Lines with "quay": pull these out of the listing below.

### Data records
• • •

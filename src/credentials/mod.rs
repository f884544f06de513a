//! Registry credentials for pulling images through the daemon API.
//!
//! Sources are checked in this order:
//!
//! 1. `DOCKER_AUTH_CONFIG`, with the same payload of the `X-Registry-Auth`
//!    header (base64-encoded JSON), or plain JSON.
//! 2. `DOCKER_USER`, `DOCKER_PASSWORD` and `DOCKER_EMAIL`.
//! 3. The `config.json` file of the Docker CLI: inline `auths`, then
//!    `credHelpers`, then `credsStore`.

mod helper;

use std::{
    collections::{BTreeMap, HashMap},
    sync::{Arc, Mutex},
};

use base64::{engine::general_purpose::STANDARD, Engine as _};
use bollard::auth::DockerCredentials;

use crate::{reference::DOCKER_HUB_REGISTRY, Settings};

/// User name to send the password as an identity token.
pub(crate) const TOKEN_USER: &str = "<token>";

#[derive(serde::Deserialize, Debug, Default)]
#[serde(rename_all = "camelCase")]
struct DockerConfig {
    #[serde(default)]
    auths: BTreeMap<String, AuthEntry>,

    #[serde(default)]
    cred_helpers: BTreeMap<String, String>,

    creds_store: Option<String>,
}

#[derive(serde::Deserialize, Debug, Default)]
struct AuthEntry {
    auth: Option<String>,
    identitytoken: Option<String>,
}

/// Resolve credentials for registry servers.
///
/// Results (including missing credentials) are cached for the lifetime of
/// the store.
pub struct CredentialStore {
    settings: Arc<Settings>,
    cache: Mutex<HashMap<String, Option<DockerCredentials>>>,
}

impl CredentialStore {
    pub fn new(settings: Arc<Settings>) -> Self {
        CredentialStore {
            settings,
            cache: Mutex::default(),
        }
    }

    /// Get the credentials for `server`.
    ///
    /// If `server` is empty, `DOCKER_SERVER_ADDRESS` or Docker Hub is used.
    pub async fn resolve(&self, server: &str) -> Option<DockerCredentials> {
        let server = self.normalize_server(server);

        if let Some(cached) = self.cache_lock().get(&server) {
            return cached.clone();
        }

        let credentials = self.lookup(&server).await;

        self.cache_lock().insert(server, credentials.clone());

        credentials
    }

    fn cache_lock(&self) -> std::sync::MutexGuard<'_, HashMap<String, Option<DockerCredentials>>> {
        self.cache.lock().unwrap_or_else(|e| e.into_inner())
    }

    /// Remove the scheme and the path from a server address.
    fn normalize_server(&self, server: &str) -> String {
        let server = match server.trim() {
            "" => self
                .settings
                .server_address
                .as_deref()
                .unwrap_or(DOCKER_HUB_REGISTRY),
            s => s,
        };

        let server = server
            .strip_prefix("https://")
            .or_else(|| server.strip_prefix("http://"))
            .unwrap_or(server);

        server.split('/').next().unwrap_or(server).to_owned()
    }

    async fn lookup(&self, server: &str) -> Option<DockerCredentials> {
        let settings = &self.settings;

        if let Some(auth_config) = &settings.auth_config {
            match parse_auth_config(auth_config) {
                Some(credentials) => return Some(credentials),
                None => tracing::warn!("DOCKER_AUTH_CONFIG does not contain valid credentials"),
            }
        }

        if let (Some(user), Some(password), Some(email)) =
            (&settings.user, &settings.password, &settings.email)
        {
            let mut credentials = DockerCredentials {
                username: Some(user.clone()),
                email: Some(email.clone()),
                serveraddress: Some(server.to_owned()),
                ..DockerCredentials::default()
            };

            if user == TOKEN_USER {
                credentials.identitytoken = Some(password.clone());
            } else {
                credentials.password = Some(password.clone());
            }

            return Some(credentials);
        }

        self.from_config_file(server).await
    }

    async fn from_config_file(&self, server: &str) -> Option<DockerCredentials> {
        let path = self.settings.docker_config_dir()?.join("config.json");

        let data = match std::fs::read(&path) {
            Ok(data) => data,
            Err(err) => {
                tracing::debug!(%err, path = %path.display(), "no Docker configuration");
                return None;
            }
        };

        let config: DockerConfig = match serde_json::from_slice(&data) {
            Ok(config) => config,
            Err(err) => {
                tracing::warn!(%err, path = %path.display(), "invalid Docker configuration");
                return None;
            }
        };

        let matching_auths = || config.auths.iter().filter(|(key, _)| key.contains(server));

        // Inline tokens.
        for (key, entry) in matching_auths() {
            if let Some(credentials) = entry.to_credentials(key) {
                return Some(credentials);
            }
        }

        for (key, helper) in &config.cred_helpers {
            if key.contains(server) {
                if let Some(credentials) = helper::get(helper, key, &self.settings).await {
                    return Some(credentials);
                }
            }
        }

        if let Some(store) = &config.creds_store {
            for (key, _) in matching_auths() {
                if let Some(credentials) = helper::get(store, key, &self.settings).await {
                    return Some(credentials);
                }
            }
        }

        None
    }
}

impl AuthEntry {
    /// Decode the `auth` field (`base64(user:password)`).
    fn to_credentials(&self, server: &str) -> Option<DockerCredentials> {
        let decoded = STANDARD.decode(self.auth.as_deref()?.trim()).ok()?;
        let decoded = String::from_utf8(decoded).ok()?;
        let (username, password) = decoded.split_once(':')?;

        Some(DockerCredentials {
            username: Some(username.to_owned()),
            password: Some(password.to_owned()),
            identitytoken: self.identitytoken.clone(),
            serveraddress: Some(server.to_owned()),
            ..DockerCredentials::default()
        })
    }
}

/// Parse the value of `DOCKER_AUTH_CONFIG`.
fn parse_auth_config(value: &str) -> Option<DockerCredentials> {
    let value = value.trim();

    if value.starts_with('{') {
        return serde_json::from_str(value).ok();
    }

    let decoded = STANDARD
        .decode(value)
        .or_else(|_| base64::engine::general_purpose::URL_SAFE.decode(value))
        .ok()?;

    serde_json::from_slice(&decoded).ok()
}

#[cfg(test)]
mod tests {
    use super::*;

    fn store(settings: Settings) -> CredentialStore {
        CredentialStore::new(Arc::new(settings))
    }

    #[tokio::test]
    async fn auth_config_variable() {
        let payload = r#"{"username":"ci","password":"secret","serveraddress":"ghcr.io"}"#;

        for value in [payload.to_owned(), STANDARD.encode(payload)] {
            let credentials = store(Settings {
                auth_config: Some(value),
                ..Settings::default()
            })
            .resolve("ghcr.io")
            .await
            .unwrap();

            assert_eq!(credentials.username.as_deref(), Some("ci"));
            assert_eq!(credentials.password.as_deref(), Some("secret"));
        }
    }

    #[tokio::test]
    async fn identity_token_user() {
        let credentials = store(Settings {
            user: Some(TOKEN_USER.into()),
            password: Some("tkn".into()),
            email: Some("a@b.c".into()),
            ..Settings::default()
        })
        .resolve("")
        .await
        .unwrap();

        assert_eq!(credentials.identitytoken.as_deref(), Some("tkn"));
        assert_eq!(credentials.password, None);
        assert_eq!(credentials.serveraddress.as_deref(), Some(DOCKER_HUB_REGISTRY));
    }

    #[tokio::test]
    async fn inline_auth_in_config_file() {
        let tmp = tempfile::tempdir().unwrap();
        std::fs::write(
            tmp.path().join("config.json"),
            format!(
                r#"{{"auths": {{"https://registry.example.com/v1/": {{"auth": "{}"}}}}}}"#,
                STANDARD.encode("user:pa:ss")
            ),
        )
        .unwrap();

        let store = store(Settings {
            config_dir: Some(tmp.path().to_owned()),
            ..Settings::default()
        });

        let credentials = store
            .resolve("https://registry.example.com/v2/foo")
            .await
            .unwrap();

        assert_eq!(credentials.username.as_deref(), Some("user"));
        assert_eq!(credentials.password.as_deref(), Some("pa:ss"));

        assert!(store.resolve("ghcr.io").await.is_none());
    }

    #[test]
    fn normalize_servers() {
        let store = store(Settings {
            server_address: Some("quay.io".into()),
            ..Settings::default()
        });

        assert_eq!(store.normalize_server(""), "quay.io");
        assert_eq!(store.normalize_server("https://ghcr.io/v2/"), "ghcr.io");
        assert_eq!(store.normalize_server("localhost:5000"), "localhost:5000");
    }
}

• • •

### Solution to this problem
            server_address: Some("quay.io".into()),
        assert_eq!(store.normalize_server(""), "quay.io");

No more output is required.